In esse il gruppo, che pur non avendo ancora quella fisionomia anarchica che assumerà in modo definitivo un anno dopo, manifesta già una propria capacità di azione e organizzazione autonoma, ebbe l’occasione di mettere alla prova le proprie convinzioni antimilitariste e le proprie capacità operative, svolgendovi un ruolo di rilievo, sia pure all’interno di un contesto affatto omogeneo, molto spontaneo, anche contraddittorio, ma unito dal filo comune rappresentato dall’obiettivo da raggiungere: non partire per servire l’esercito agli ordini dei generali ex fascisti e della monarchia sabauda discreditata; non partire per nessuna altra guerra.

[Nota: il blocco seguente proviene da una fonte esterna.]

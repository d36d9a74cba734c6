use crate::provider::{PrecomputedEmbeddings, TfidfProvider, VectorProvider};
use crate::tfidf::DEFAULT_MAX_FEATURES;
use anyhow::{bail, Context};
use serde::Deserialize;
use std::path::{Path, PathBuf};

pub const DEFAULT_CONFIG_FILE: &str = "recommender.toml";

/// Top-level settings read from `recommender.toml`.
#[derive(Debug, Clone, Deserialize, PartialEq)]
pub struct AppConfig {
    #[serde(default)]
    pub data: DataConfig,
    #[serde(default)]
    pub server: ServerConfig,
    /// Number of recommendations returned when a caller does not ask for a count.
    #[serde(default = "AppConfig::default_top_n")]
    pub default_top_n: usize,
}

impl AppConfig {
    fn default_top_n() -> usize {
        5
    }

    /// Reads `explicit` if given, else `recommender.toml` in the working
    /// directory, else defaults. An explicit path that does not exist is an error.
    pub fn load(explicit: Option<&Path>) -> anyhow::Result<Self> {
        let (candidate, explicit_provided) = match explicit {
            Some(path) => (path.to_path_buf(), true),
            None => (PathBuf::from(DEFAULT_CONFIG_FILE), false),
        };

        let config = if candidate.exists() {
            let raw = std::fs::read_to_string(&candidate)
                .with_context(|| format!("failed to read configuration from {}", candidate.display()))?;
            Self::from_toml(&raw)
                .with_context(|| format!("failed to parse configuration at {}", candidate.display()))?
        } else if explicit_provided {
            bail!("configuration file not found at {}", candidate.display());
        } else {
            Self::default()
        };

        config.validate()?;
        Ok(config)
    }

    pub fn from_toml(raw: &str) -> anyhow::Result<Self> {
        let config: Self = toml::from_str(raw)?;
        Ok(config)
    }

    pub fn validate(&self) -> anyhow::Result<()> {
        if self.default_top_n == 0 {
            bail!("default_top_n must be at least 1");
        }
        if let VectorSource::Tfidf { max_features: Some(0), .. } = self.data.vectors {
            bail!("tfidf max_features must be at least 1");
        }
        Ok(())
    }
}

impl Default for AppConfig {
    fn default() -> Self {
        Self {
            data: DataConfig::default(),
            server: ServerConfig::default(),
            default_top_n: Self::default_top_n(),
        }
    }
}

#[derive(Debug, Clone, Deserialize, PartialEq)]
pub struct DataConfig {
    #[serde(default = "DataConfig::default_articles")]
    pub articles: PathBuf,
    #[serde(default)]
    pub vectors: VectorSource,
}

impl DataConfig {
    fn default_articles() -> PathBuf {
        PathBuf::from("data/articles.json")
    }

    pub fn provider(&self) -> Box<dyn VectorProvider + Send + Sync> {
        match &self.vectors {
            VectorSource::Embeddings { path } => Box::new(PrecomputedEmbeddings::new(path.clone())),
            VectorSource::Tfidf {
                max_features,
                min_df,
                stop_words,
            } => Box::new(TfidfProvider {
                max_features: *max_features,
                min_df: *min_df,
                stop_words: *stop_words,
            }),
        }
    }
}

impl Default for DataConfig {
    fn default() -> Self {
        Self {
            articles: Self::default_articles(),
            vectors: VectorSource::default(),
        }
    }
}

/// Where article vectors come from. Exactly one source per deployment.
#[derive(Debug, Clone, Deserialize, PartialEq)]
#[serde(tag = "source", rename_all = "lowercase")]
pub enum VectorSource {
    Embeddings {
        path: PathBuf,
    },
    Tfidf {
        #[serde(default = "default_max_features")]
        max_features: Option<usize>,
        #[serde(default = "default_min_df")]
        min_df: usize,
        #[serde(default = "default_stop_words")]
        stop_words: bool,
    },
}

fn default_max_features() -> Option<usize> {
    Some(DEFAULT_MAX_FEATURES)
}

fn default_min_df() -> usize {
    1
}

fn default_stop_words() -> bool {
    true
}

impl Default for VectorSource {
    fn default() -> Self {
        VectorSource::Embeddings {
            path: PathBuf::from("data/embeddings_w2v.npy"),
        }
    }
}

#[derive(Debug, Clone, Deserialize, PartialEq)]
pub struct ServerConfig {
    #[serde(default = "ServerConfig::default_bind")]
    pub bind: String,
}

impl ServerConfig {
    fn default_bind() -> String {
        "127.0.0.1:8080".to_string()
    }
}

impl Default for ServerConfig {
    fn default() -> Self {
        Self {
            bind: Self::default_bind(),
        }
    }
}

#[cfg(test)]
mod tests {
    use super::*;

    #[test]
    fn empty_document_yields_defaults() {
        let config = AppConfig::from_toml("").unwrap();
        assert_eq!(config, AppConfig::default());
        assert_eq!(config.default_top_n, 5);
        assert_eq!(config.server.bind, "127.0.0.1:8080");
    }

    #[test]
    fn parses_tfidf_source() {
        let config = AppConfig::from_toml(
            r#"
            default_top_n = 3

            [data]
            articles = "corpus/articles.jsonl"

            [data.vectors]
            source = "tfidf"
            max_features = 1000
            "#,
        )
        .unwrap();

        assert_eq!(config.default_top_n, 3);
        assert_eq!(config.data.articles, PathBuf::from("corpus/articles.jsonl"));
        assert_eq!(
            config.data.vectors,
            VectorSource::Tfidf {
                max_features: Some(1000),
                min_df: 1,
                stop_words: true
            }
        );
        assert_eq!(config.data.provider().name(), "tfidf");
    }

    #[test]
    fn parses_embedding_source() {
        let config = AppConfig::from_toml(
            r#"
            [data.vectors]
            source = "embeddings"
            path = "vectors.json"
            "#,
        )
        .unwrap();
        assert_eq!(config.data.provider().name(), "embeddings");
    }

    #[test]
    fn zero_top_n_is_rejected() {
        let config = AppConfig::from_toml("default_top_n = 0").unwrap();
        assert!(config.validate().is_err());
    }

    #[test]
    fn explicit_missing_file_is_an_error() {
        assert!(AppConfig::load(Some(Path::new("/nope/recommender.toml"))).is_err());
    }

    #[test]
    fn loads_explicit_file() {
        let dir = tempfile::tempdir().unwrap();
        let path = dir.path().join("custom.toml");
        std::fs::write(&path, "[server]\nbind = \"0.0.0.0:9000\"\n").unwrap();

        let config = AppConfig::load(Some(path.as_path())).unwrap();
        assert_eq!(config.server.bind, "0.0.0.0:9000");
    }
}
use serde::{Deserialize, Serialize};

/// A single corpus record. Immutable once loaded.
///
/// Field names are lower-case on the wire; the capitalized spellings some
/// exports use (`ID`, `Title`, `Content`) are accepted as aliases.
#[derive(Debug, Clone, PartialEq, Serialize, Deserialize)]
pub struct Article {
    #[serde(alias = "ID", alias = "Id")]
    pub id: i64,
    #[serde(alias = "Title")]
    pub title: String,
    #[serde(default, alias = "Content", skip_serializing_if = "Option::is_none")]
    pub content: Option<String>,
}

impl Article {
    pub fn new(id: i64, title: impl Into<String>) -> Self {
        Self {
            id,
            title: title.into(),
            content: None,
        }
    }

    pub fn with_content(id: i64, title: impl Into<String>, content: impl Into<String>) -> Self {
        Self {
            id,
            title: title.into(),
            content: Some(content.into()),
        }
    }

    /// Body text, or the empty string when the record carries none.
    pub fn body(&self) -> &str {
        self.content.as_deref().unwrap_or("")
    }
}

#[cfg(test)]
mod tests {
    use super::*;

    #[test]
    fn accepts_capitalized_field_names() {
        let article: Article =
            serde_json::from_str(r#"{"ID": 7, "Title": "Seven", "Content": "body"}"#).unwrap();
        assert_eq!(article, Article::with_content(7, "Seven", "body"));
    }

    #[test]
    fn content_is_optional() {
        let article: Article = serde_json::from_str(r#"{"id": 3, "title": "Three"}"#).unwrap();
        assert_eq!(article.content, None);
        assert_eq!(article.body(), "");

        let json = serde_json::to_string(&article).unwrap();
        assert!(!json.contains("content"));
    }
}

«Sì, sì! Fifa delle autorità! Censimento militari. – Non ci hanno stancato abbastanza? Ci sono ancora posti nei sanatori? Queste domande mi facevano: Ciccio Cal. – Nunzio Gurr. – Giovanni Cas. – Mario Per. – Peppino Cavalieri ed altri. – Ma sono pazzi? E basta con la guerra! oh perdio! No! Non ci presentiamo. Ci daremo alla macchia. Formeremo delle bande. Non ci facciamo inscrivere, mobilitare. Questi bravi ragazzi sono indignati. Sono stanchi! Sono nauseati!... I manifesti per il censimento militari sono stati strappati. In segno di protesta, chiarissimo!...(...)». (da una lettera di Franco Leggio dal Sanatorio G.B. Odierna a Giovanni Perna del 10/12/1944).
E ancora, rivolto allo stesso, il 15 dicembre:
«Fuori c’è un pandemonio. Si grida forte: Abbasso la guerra! e: Non partiamo! I militari pattugliano le strade. Ci sarà qualche scontro? È probabilissimo. Alle miniere non hanno lavorato. Tutti sono a Scuola da questi giovani che non vogliono più sentire di guerra. Anch’io griderò: Abbasso la Guerra! A questo riguardo che si fa a Palermo?».
Le idee sono alquanto chiare, incoraggiate da un contesto generale di rifiuto: “fari u partiggianu cca!” è la loro parola d’ordine; questi giovani sono una componente di estrema sinistra che spinge per non partire contrapponendosi ai settori fascisti molto attivi nella prima fase delle proteste; diffondono il foglietto incendiario “La scintilla darà la fiamma”, manoscritto, distribuito tra i picialuori da Mario Perna, tra gli edili da Ciccio Calamusa, tra i muratori a secco e i braccianti agricoli da Pino Catanese e da Franco leggio tra i ricoverati del sanatorio “G. B. Odierna”; sono essi a rispondere con fermezza ai tentativi di elementi fascisti di strumentalizzare il malcontento popolare nel corso delle assemblee:
«Fu in una di queste assemblee, forse una delle più arroventate, che si tenne la sera del 27 o 28 dicembre, che l’anarchico C.C. [Ciccio Calamusa] interruppe il notoriamente fascista R.G. [Rocco Gurrieri] con queste parole testuali: “Aho, lo sai o no che quel tempo è finito. Lo sai o no che abbasso la guerra non vuol dire per noi, viva il fascismo? Sappi, per tua norma e regola, che “non si parte” non significa tornare indietro». (4)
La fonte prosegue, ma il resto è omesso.